On this Thursday, October 14, a few Cuzqueniens, average age 25-30, crowd the glass door of the small concert hall. On the bill: saxophonist Rafael Fusa Miranda, from Lima. The audience settles on four wooden benches facing the small, carpeted stage. 

The venue is intimate, with white walls and exposed stonework, and glasses filled with Argentinian wine clink before the concert begins. The musicians chat with the audience.The saxophone is not a very common instrument in Peru," explains Rafael Fusa, who, after a few years of classical training at the conservatory, preferred to continue his training as a self-taught musician, in contact with jazzmen. In my music, I'm very influenced by the jazz of Miles Davis and Charlie Mingus, but also by the traditional music of my country.
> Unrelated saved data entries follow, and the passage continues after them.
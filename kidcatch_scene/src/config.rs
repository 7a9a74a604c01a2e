// Scene tuning constants.
//
// Everything here is in the scene's own pixel space. The defaults describe
// the 400×600 logical field the lexicon's catch radii are expressed in; other
// field sizes scale the radius by width (`PlayField::scale`).

use serde::{Deserialize, Serialize};

use kidcatch_mapping::PlayField;

#[derive(Debug, Clone, PartialEq, Serialize, Deserialize)]
#[serde(default)]
pub struct SceneConfig {
    pub field_width: f32,
    pub field_height: f32,
    /// Keyboard movement speed, px per second of nominal frame time.
    pub catcher_speed: f32,
    /// Seconds of movement applied per update while a key is held.
    pub key_frame_secs: f32,
    /// Catcher's distance above the bottom edge.
    pub catcher_bottom_offset: f32,
    /// Catcher x is kept within `[margin, width - margin]`.
    pub catcher_margin: f32,
    /// Items spawn with x in `[margin, width - margin]`.
    pub spawn_margin: f32,
    pub spawn_y: f32,
    /// Items fall until `field_height + fall_overshoot`.
    pub fall_overshoot: f32,
    pub fall_min_ms: u64,
    pub fall_max_ms: u64,
    /// Height of the band at the bottom where catches count.
    pub catch_zone: f32,
    pub banner_ms: u64,
    pub timer_tick_ms: u64,
}

impl Default for SceneConfig {
    fn default() -> Self {
        Self {
            field_width: PlayField::LOGICAL.width,
            field_height: PlayField::LOGICAL.height,
            catcher_speed: 300.0,
            key_frame_secs: 0.016,
            catcher_bottom_offset: 50.0,
            catcher_margin: 50.0,
            spawn_margin: 50.0,
            spawn_y: -30.0,
            fall_overshoot: 50.0,
            fall_min_ms: 2000,
            fall_max_ms: 4000,
            catch_zone: 100.0,
            banner_ms: 3000,
            timer_tick_ms: 1000,
        }
    }
}

impl SceneConfig {
    /// Parse from JSON; absent fields keep their defaults.
    pub fn from_json(json: &str) -> Result<Self, serde_json::Error> {
        serde_json::from_str(json)
    }

    pub fn field(&self) -> PlayField {
        PlayField {
            width: self.field_width,
            height: self.field_height,
        }
    }

    pub fn catcher_y(&self) -> f32 {
        self.field_height - self.catcher_bottom_offset
    }

    pub fn clamp_catcher_x(&self, x: f32) -> f32 {
        x.clamp(self.catcher_margin, self.field_width - self.catcher_margin)
    }
}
But his attachment to the Andean folklore of Huancayo y Ayacucho, and particularly to the ritual dance music of Los Danzantes de Tijeras, which is also a dance of cultural resistance, is a constant in his musical experimentation, which he shares particularly with his group Fusa/Gomez Duo.

The compositions Rafael and his musicians played that evening oscillated between astonishing, experimental modalities and references to a more classical jazz language, with daring improvisations and an arsenal of traditional percussion (grelos, rain sticks, maracas) moored at various points on the drums.
Passionate musicians and a new venue that we wish long life to.